◆ Extracted records
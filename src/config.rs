//! Configuration file + environment overrides.
//!
//! Looked up at `<config_dir>/cellcalc/config.toml` unless `--config` names a
//! file. Every section is optional.
//!
//! ```toml
//! [store]
//! backend = "sqlite"        # memory | sqlite | firebase
//! path = "cells.db"
//! firebase_name = "my-sheet"
//!
//! [solver]
//! app_id = "..."
//! timeout_secs = 30
//!
//! [resolver]
//! expansion_factor = 8
//!
//! [logging]
//! level = "warn"
//! ```

use cellcalc_core::{ResolveOptions, SolverConfig, StoreConfig};
use directories::ProjectDirs;
use serde::{Deserialize, Serialize};
use std::path::{Path, PathBuf};
use thiserror::Error;

/// Environment variable holding the solver API key.
pub const SOLVER_KEY_ENV: &str = "FORMULA_KEY";
/// Environment variable holding the Firebase database name.
pub const FIREBASE_ENV: &str = "FBASE";

#[derive(Error, Debug)]
pub enum ConfigError {
    #[error("Failed to read {path}: {source}")]
    Io {
        path: PathBuf,
        source: std::io::Error,
    },

    #[error("Failed to parse {path}: {source}")]
    Parse {
        path: PathBuf,
        source: toml::de::Error,
    },
}

#[derive(Clone, Debug, Default, PartialEq, Serialize, Deserialize)]
#[serde(default)]
pub struct Config {
    pub store: StoreConfig,
    pub solver: SolverConfig,
    pub resolver: ResolveOptions,
    pub logging: LoggingConfig,
}

#[derive(Clone, Debug, PartialEq, Eq, Serialize, Deserialize)]
#[serde(default)]
pub struct LoggingConfig {
    /// Default level when neither `-v` nor `CELLCALC_LOG` is given.
    pub level: String,
}

impl Default for LoggingConfig {
    fn default() -> Self {
        LoggingConfig {
            level: "warn".to_string(),
        }
    }
}

impl Config {
    pub fn default_path() -> Option<PathBuf> {
        let proj = ProjectDirs::from("", "", "cellcalc")?;
        Some(proj.config_dir().join("config.toml"))
    }

    /// Load `explicit` (which must exist), or the default file if present.
    pub fn load(explicit: Option<&Path>) -> Result<Config, ConfigError> {
        match explicit {
            Some(path) => Self::read(path),
            None => match Self::default_path() {
                Some(path) if path.exists() => Self::read(&path),
                _ => Ok(Config::default()),
            },
        }
    }

    fn read(path: &Path) -> Result<Config, ConfigError> {
        let content = std::fs::read_to_string(path).map_err(|source| ConfigError::Io {
            path: path.to_path_buf(),
            source,
        })?;
        toml::from_str(&content).map_err(|source| ConfigError::Parse {
            path: path.to_path_buf(),
            source,
        })
    }

    /// Apply `FORMULA_KEY` / `FBASE` style overrides from `lookup`.
    pub fn apply_env(&mut self, lookup: impl Fn(&str) -> Option<String>) {
        if let Some(key) = lookup(SOLVER_KEY_ENV).filter(|v| !v.is_empty()) {
            self.solver.app_id = Some(key);
        }
        if let Some(name) = lookup(FIREBASE_ENV).filter(|v| !v.is_empty()) {
            self.store.firebase_name = Some(name);
        }
    }
}

#[cfg(test)]
mod tests {
    use super::*;
    use cellcalc_core::Backend;
    use std::collections::HashMap;

    #[test]
    fn test_empty_file_gives_defaults() {
        let config: Config = toml::from_str("").unwrap();
        assert_eq!(config, Config::default());
        assert_eq!(config.store.backend, Backend::Sqlite);
        assert_eq!(config.resolver.expansion_factor, 8);
    }

    #[test]
    fn test_parse_all_sections() {
        let config: Config = toml::from_str(
            r#"
            [store]
            backend = "firebase"
            firebase_name = "sheet"

            [solver]
            app_id = "KEY"
            timeout_secs = 5

            [resolver]
            expansion_factor = 3

            [logging]
            level = "debug"
            "#,
        )
        .unwrap();
        assert_eq!(config.store.backend, Backend::Firebase);
        assert_eq!(config.store.firebase_name.as_deref(), Some("sheet"));
        assert_eq!(config.solver.app_id.as_deref(), Some("KEY"));
        assert_eq!(config.solver.timeout_secs, 5);
        assert_eq!(config.resolver.expansion_factor, 3);
        assert_eq!(config.logging.level, "debug");
    }

    #[test]
    fn test_unknown_backend_is_parse_error() {
        let result: Result<Config, _> = toml::from_str("[store]\nbackend = \"mongo\"\n");
        assert!(result.is_err());
    }

    #[test]
    fn test_env_overrides() {
        let env: HashMap<&str, &str> = [(SOLVER_KEY_ENV, "K"), (FIREBASE_ENV, "db")].into();
        let mut config = Config::default();
        config.apply_env(|name| env.get(name).map(|v| v.to_string()));
        assert_eq!(config.solver.app_id.as_deref(), Some("K"));
        assert_eq!(config.store.firebase_name.as_deref(), Some("db"));
    }

    #[test]
    fn test_empty_env_values_are_ignored() {
        let mut config = Config::default();
        config.solver.app_id = Some("from-file".to_string());
        config.apply_env(|_| Some(String::new()));
        assert_eq!(config.solver.app_id.as_deref(), Some("from-file"));
    }

    #[test]
    fn test_load_explicit_file() {
        let dir = tempfile::tempdir().unwrap();
        let path = dir.path().join("config.toml");
        std::fs::write(&path, "[store]\nbackend = \"memory\"\n").unwrap();
        let config = Config::load(Some(&path)).unwrap();
        assert_eq!(config.store.backend, Backend::Memory);
    }

    #[test]
    fn test_load_missing_explicit_file_fails() {
        let dir = tempfile::tempdir().unwrap();
        let path = dir.path().join("nope.toml");
        assert!(matches!(
            Config::load(Some(&path)),
            Err(ConfigError::Io { .. })
        ));
    }
}
//! Cell identifiers.
//!
//! Ids are opaque strings, but each one has to be a single formula token so
//! that it can be found again by whole-token matching: non-empty, with no
//! whitespace and none of `( ) + - * /`.

use serde::{Deserialize, Serialize};
use std::fmt;
use thiserror::Error;

use super::token::is_operator;

/// A validated cell id.
#[derive(Clone, Debug, Hash, Eq, PartialEq, PartialOrd, Ord, Serialize, Deserialize)]
#[serde(try_from = "String", into = "String")]
pub struct CellId(String);

/// Returned when a string cannot be used as a cell id.
#[derive(Clone, Debug, Error, PartialEq, Eq)]
#[error("invalid cell id {id:?}: {reason}")]
pub struct InvalidCellId {
    pub id: String,
    pub reason: &'static str,
}

impl CellId {
    pub fn new(id: impl Into<String>) -> Result<CellId, InvalidCellId> {
        let id = id.into();
        let reason = if id.is_empty() {
            Some("must not be empty")
        } else if id.chars().any(char::is_whitespace) {
            Some("must not contain whitespace")
        } else if id.chars().any(is_operator) {
            Some("must not contain operators or parentheses")
        } else {
            None
        };

        match reason {
            Some(reason) => Err(InvalidCellId { id, reason }),
            None => Ok(CellId(id)),
        }
    }

    pub fn as_str(&self) -> &str {
        &self.0
    }

    pub fn into_string(self) -> String {
        self.0
    }
}

impl std::str::FromStr for CellId {
    type Err = InvalidCellId;

    fn from_str(s: &str) -> Result<Self, Self::Err> {
        CellId::new(s)
    }
}

impl TryFrom<String> for CellId {
    type Error = InvalidCellId;

    fn try_from(value: String) -> Result<Self, Self::Error> {
        CellId::new(value)
    }
}

impl From<CellId> for String {
    fn from(id: CellId) -> String {
        id.0
    }
}

impl AsRef<str> for CellId {
    fn as_ref(&self) -> &str {
        &self.0
    }
}

impl fmt::Display for CellId {
    fn fmt(&self, f: &mut fmt::Formatter<'_>) -> fmt::Result {
        f.write_str(&self.0)
    }
}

◆ Exercise prompt
Pull together all lines from the data that mention the word "SolverConfig".

◆ Written reply
use cellcalc_core::{ResolveOptions, SolverConfig, StoreConfig};
    pub solver: SolverConfig,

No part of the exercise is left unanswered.